[Start of section]

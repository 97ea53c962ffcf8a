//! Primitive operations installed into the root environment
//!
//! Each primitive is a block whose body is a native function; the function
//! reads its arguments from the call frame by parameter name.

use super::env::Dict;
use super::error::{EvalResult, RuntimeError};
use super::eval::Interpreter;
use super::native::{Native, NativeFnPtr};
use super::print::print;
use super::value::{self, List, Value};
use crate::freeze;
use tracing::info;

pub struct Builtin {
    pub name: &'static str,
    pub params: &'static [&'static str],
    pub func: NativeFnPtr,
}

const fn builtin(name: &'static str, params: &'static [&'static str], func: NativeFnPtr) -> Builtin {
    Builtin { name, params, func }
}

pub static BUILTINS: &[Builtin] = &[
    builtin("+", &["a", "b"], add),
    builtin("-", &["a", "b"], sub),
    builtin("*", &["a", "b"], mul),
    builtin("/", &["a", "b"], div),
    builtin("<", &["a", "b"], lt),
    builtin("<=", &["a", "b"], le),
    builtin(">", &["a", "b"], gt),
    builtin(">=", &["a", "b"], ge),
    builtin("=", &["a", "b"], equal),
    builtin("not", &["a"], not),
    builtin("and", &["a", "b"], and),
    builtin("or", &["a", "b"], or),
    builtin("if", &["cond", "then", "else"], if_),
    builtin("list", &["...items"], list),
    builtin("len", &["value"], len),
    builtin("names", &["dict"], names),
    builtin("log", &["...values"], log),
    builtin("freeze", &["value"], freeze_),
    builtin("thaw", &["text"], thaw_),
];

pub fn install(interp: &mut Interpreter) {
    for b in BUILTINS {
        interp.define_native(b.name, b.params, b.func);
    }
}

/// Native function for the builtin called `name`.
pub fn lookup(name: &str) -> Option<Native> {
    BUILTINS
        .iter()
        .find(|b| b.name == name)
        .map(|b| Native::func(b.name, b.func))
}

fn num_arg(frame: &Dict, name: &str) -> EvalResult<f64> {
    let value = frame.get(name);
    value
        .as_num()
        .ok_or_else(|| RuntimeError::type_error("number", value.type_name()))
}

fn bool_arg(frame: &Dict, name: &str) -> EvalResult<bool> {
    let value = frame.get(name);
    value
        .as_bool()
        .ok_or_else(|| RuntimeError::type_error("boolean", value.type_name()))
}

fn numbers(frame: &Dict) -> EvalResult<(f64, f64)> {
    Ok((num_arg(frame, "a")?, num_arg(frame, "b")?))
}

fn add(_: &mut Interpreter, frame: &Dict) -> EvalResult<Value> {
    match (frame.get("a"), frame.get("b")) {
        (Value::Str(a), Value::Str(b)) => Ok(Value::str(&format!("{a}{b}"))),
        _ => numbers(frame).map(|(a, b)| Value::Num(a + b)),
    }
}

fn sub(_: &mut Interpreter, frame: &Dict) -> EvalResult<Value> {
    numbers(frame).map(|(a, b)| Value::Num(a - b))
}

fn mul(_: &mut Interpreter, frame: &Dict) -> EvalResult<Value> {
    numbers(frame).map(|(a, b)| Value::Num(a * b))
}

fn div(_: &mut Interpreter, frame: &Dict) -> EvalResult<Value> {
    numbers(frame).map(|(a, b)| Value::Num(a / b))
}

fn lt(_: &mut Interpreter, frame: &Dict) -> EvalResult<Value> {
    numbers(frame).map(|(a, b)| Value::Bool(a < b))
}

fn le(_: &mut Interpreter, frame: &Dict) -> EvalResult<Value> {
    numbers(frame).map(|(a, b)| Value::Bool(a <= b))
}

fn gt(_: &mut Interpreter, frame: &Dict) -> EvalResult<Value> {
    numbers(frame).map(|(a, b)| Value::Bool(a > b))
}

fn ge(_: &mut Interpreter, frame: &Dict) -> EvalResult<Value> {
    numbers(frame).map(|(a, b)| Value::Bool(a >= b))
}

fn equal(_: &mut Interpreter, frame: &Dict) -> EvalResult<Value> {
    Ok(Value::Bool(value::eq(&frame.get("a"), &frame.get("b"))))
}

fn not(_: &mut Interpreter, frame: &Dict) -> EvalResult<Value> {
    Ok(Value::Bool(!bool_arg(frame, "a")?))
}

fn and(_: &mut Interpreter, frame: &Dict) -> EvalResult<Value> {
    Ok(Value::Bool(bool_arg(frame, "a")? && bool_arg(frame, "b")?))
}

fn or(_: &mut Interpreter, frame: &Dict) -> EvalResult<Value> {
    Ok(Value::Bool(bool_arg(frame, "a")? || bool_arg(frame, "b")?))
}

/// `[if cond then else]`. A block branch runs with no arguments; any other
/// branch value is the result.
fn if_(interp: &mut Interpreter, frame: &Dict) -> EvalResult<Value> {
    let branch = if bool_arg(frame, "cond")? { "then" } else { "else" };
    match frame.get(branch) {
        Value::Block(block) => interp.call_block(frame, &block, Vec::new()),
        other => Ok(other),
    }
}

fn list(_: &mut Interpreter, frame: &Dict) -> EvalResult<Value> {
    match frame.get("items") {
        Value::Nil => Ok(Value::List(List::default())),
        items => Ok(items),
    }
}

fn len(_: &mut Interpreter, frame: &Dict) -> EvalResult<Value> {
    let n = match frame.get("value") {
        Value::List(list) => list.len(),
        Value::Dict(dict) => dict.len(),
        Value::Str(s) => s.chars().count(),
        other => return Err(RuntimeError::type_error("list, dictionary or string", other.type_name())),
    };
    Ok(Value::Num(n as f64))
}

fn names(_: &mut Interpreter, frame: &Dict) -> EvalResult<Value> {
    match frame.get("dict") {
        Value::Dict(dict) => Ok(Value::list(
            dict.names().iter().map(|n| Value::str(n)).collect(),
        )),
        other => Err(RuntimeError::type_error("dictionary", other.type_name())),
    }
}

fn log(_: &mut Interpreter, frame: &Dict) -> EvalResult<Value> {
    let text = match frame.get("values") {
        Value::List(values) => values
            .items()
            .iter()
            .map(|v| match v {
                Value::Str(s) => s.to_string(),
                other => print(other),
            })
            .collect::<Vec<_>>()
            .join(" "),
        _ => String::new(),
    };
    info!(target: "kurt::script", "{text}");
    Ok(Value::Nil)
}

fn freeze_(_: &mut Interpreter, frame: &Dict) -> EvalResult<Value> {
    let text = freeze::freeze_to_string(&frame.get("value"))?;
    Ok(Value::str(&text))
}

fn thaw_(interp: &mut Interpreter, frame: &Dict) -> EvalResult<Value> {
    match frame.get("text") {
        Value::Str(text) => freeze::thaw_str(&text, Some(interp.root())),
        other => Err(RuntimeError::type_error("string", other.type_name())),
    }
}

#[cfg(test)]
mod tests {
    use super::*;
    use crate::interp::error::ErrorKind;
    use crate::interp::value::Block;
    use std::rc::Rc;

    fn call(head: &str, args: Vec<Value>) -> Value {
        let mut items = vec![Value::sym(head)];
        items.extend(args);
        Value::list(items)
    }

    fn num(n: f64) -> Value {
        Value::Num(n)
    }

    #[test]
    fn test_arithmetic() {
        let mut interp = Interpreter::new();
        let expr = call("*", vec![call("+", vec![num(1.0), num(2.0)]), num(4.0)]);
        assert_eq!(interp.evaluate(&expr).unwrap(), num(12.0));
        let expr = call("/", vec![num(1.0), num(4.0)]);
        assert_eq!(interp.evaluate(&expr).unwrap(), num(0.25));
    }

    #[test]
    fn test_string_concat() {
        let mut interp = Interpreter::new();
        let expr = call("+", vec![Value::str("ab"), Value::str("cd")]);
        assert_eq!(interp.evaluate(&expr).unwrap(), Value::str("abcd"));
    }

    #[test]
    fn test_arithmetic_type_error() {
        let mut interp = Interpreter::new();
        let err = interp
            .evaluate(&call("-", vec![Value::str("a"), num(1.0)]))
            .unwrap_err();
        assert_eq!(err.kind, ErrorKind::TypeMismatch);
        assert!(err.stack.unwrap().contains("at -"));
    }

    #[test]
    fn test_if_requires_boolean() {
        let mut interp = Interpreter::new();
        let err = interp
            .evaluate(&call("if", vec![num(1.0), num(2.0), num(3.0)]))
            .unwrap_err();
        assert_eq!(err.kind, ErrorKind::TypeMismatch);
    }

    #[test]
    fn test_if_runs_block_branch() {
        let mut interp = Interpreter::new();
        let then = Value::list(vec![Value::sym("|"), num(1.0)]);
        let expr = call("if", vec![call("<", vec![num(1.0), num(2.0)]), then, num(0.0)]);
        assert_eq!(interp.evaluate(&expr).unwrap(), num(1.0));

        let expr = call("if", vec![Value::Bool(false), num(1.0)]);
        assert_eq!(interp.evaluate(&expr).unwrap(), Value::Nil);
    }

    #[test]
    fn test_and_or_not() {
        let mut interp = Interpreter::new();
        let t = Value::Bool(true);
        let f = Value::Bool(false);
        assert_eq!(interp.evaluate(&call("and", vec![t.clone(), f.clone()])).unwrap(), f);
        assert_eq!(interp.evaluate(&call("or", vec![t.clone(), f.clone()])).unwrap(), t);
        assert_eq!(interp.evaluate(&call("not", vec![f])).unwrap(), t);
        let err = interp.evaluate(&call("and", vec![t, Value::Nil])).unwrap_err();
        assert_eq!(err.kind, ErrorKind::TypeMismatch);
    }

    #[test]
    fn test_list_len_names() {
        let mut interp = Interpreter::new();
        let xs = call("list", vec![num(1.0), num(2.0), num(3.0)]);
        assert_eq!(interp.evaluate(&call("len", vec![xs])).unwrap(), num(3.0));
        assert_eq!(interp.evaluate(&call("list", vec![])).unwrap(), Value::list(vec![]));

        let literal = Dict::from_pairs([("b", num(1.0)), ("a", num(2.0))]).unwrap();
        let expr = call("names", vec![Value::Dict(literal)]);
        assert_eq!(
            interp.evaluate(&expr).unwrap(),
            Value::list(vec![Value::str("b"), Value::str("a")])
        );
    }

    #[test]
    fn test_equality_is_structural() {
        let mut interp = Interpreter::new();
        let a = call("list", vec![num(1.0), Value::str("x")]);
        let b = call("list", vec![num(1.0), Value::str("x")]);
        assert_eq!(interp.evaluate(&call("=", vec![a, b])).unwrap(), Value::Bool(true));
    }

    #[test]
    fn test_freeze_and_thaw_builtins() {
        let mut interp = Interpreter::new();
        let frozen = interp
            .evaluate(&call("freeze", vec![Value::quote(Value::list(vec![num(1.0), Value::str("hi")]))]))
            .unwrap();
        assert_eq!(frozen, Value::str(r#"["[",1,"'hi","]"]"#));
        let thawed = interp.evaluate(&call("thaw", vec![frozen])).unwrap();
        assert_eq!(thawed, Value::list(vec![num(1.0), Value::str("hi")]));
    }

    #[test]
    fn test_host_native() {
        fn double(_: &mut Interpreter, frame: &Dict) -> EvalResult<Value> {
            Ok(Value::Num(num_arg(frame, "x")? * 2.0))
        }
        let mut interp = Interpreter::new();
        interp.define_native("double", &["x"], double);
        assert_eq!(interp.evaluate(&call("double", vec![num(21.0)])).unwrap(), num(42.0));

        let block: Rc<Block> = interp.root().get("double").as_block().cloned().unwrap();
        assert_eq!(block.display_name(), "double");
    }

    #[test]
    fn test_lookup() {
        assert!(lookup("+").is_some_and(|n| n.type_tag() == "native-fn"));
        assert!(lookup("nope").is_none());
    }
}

[End of section]
[Start of section]

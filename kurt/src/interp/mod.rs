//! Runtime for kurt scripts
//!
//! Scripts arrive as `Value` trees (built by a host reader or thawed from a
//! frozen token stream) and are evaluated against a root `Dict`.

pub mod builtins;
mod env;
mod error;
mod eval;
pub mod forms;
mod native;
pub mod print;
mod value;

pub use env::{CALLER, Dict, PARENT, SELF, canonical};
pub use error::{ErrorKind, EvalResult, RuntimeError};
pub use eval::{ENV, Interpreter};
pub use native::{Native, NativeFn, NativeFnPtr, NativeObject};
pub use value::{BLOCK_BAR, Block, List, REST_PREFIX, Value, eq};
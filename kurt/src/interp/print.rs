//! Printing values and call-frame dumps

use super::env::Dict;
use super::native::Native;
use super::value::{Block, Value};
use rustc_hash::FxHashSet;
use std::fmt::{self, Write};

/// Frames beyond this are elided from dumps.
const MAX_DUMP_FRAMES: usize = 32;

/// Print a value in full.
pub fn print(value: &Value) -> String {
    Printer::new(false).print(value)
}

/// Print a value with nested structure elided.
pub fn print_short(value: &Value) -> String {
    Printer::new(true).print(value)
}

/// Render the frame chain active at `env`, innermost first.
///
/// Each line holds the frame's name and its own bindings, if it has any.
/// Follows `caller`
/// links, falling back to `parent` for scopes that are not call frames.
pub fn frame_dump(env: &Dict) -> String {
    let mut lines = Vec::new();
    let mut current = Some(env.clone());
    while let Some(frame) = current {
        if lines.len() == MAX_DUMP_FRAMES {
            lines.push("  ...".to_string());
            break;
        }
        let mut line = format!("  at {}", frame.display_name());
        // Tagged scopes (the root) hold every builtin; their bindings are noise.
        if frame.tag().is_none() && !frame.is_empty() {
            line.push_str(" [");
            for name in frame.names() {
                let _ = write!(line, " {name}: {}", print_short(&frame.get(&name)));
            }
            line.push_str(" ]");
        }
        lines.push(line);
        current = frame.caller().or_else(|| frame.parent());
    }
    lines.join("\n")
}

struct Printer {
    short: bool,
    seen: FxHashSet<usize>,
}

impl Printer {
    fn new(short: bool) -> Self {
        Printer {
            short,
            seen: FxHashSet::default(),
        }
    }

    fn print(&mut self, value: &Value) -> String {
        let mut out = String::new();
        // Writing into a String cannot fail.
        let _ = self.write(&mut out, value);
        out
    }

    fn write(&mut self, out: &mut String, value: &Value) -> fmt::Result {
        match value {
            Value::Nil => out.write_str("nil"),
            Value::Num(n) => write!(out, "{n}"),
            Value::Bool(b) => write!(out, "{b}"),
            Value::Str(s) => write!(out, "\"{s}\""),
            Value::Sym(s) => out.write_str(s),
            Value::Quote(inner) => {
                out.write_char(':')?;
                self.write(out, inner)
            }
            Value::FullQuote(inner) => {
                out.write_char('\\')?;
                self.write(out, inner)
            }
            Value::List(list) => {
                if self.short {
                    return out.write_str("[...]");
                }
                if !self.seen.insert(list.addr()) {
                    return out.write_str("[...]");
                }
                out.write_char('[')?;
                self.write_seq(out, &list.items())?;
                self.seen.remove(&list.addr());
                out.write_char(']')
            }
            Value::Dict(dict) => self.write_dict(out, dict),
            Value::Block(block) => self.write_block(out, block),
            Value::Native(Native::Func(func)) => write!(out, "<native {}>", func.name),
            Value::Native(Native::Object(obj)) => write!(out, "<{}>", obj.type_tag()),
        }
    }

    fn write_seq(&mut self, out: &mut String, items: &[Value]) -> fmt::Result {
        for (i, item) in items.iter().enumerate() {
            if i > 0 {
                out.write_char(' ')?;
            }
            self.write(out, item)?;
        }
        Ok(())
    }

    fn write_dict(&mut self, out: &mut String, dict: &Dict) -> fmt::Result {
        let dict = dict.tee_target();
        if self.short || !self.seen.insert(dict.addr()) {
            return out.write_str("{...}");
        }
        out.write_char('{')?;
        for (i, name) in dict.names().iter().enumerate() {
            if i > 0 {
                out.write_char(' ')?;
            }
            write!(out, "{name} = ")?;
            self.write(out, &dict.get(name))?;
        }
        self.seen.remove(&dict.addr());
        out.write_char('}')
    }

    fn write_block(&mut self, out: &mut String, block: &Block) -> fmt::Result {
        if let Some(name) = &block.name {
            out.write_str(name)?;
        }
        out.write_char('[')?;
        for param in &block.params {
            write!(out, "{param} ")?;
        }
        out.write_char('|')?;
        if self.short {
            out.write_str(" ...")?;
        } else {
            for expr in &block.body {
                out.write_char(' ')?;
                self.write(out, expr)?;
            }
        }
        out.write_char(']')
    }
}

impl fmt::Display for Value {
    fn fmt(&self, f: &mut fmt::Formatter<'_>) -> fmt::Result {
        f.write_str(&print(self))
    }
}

[End of section]

[Task] Return a copy of every line in the records that includes the string "const".

[Response to this exercise]
const fn builtin(name: &'static str, params: &'static [&'static str], func: NativeFnPtr) -> Builtin {
const MAX_DUMP_FRAMES: usize = 32;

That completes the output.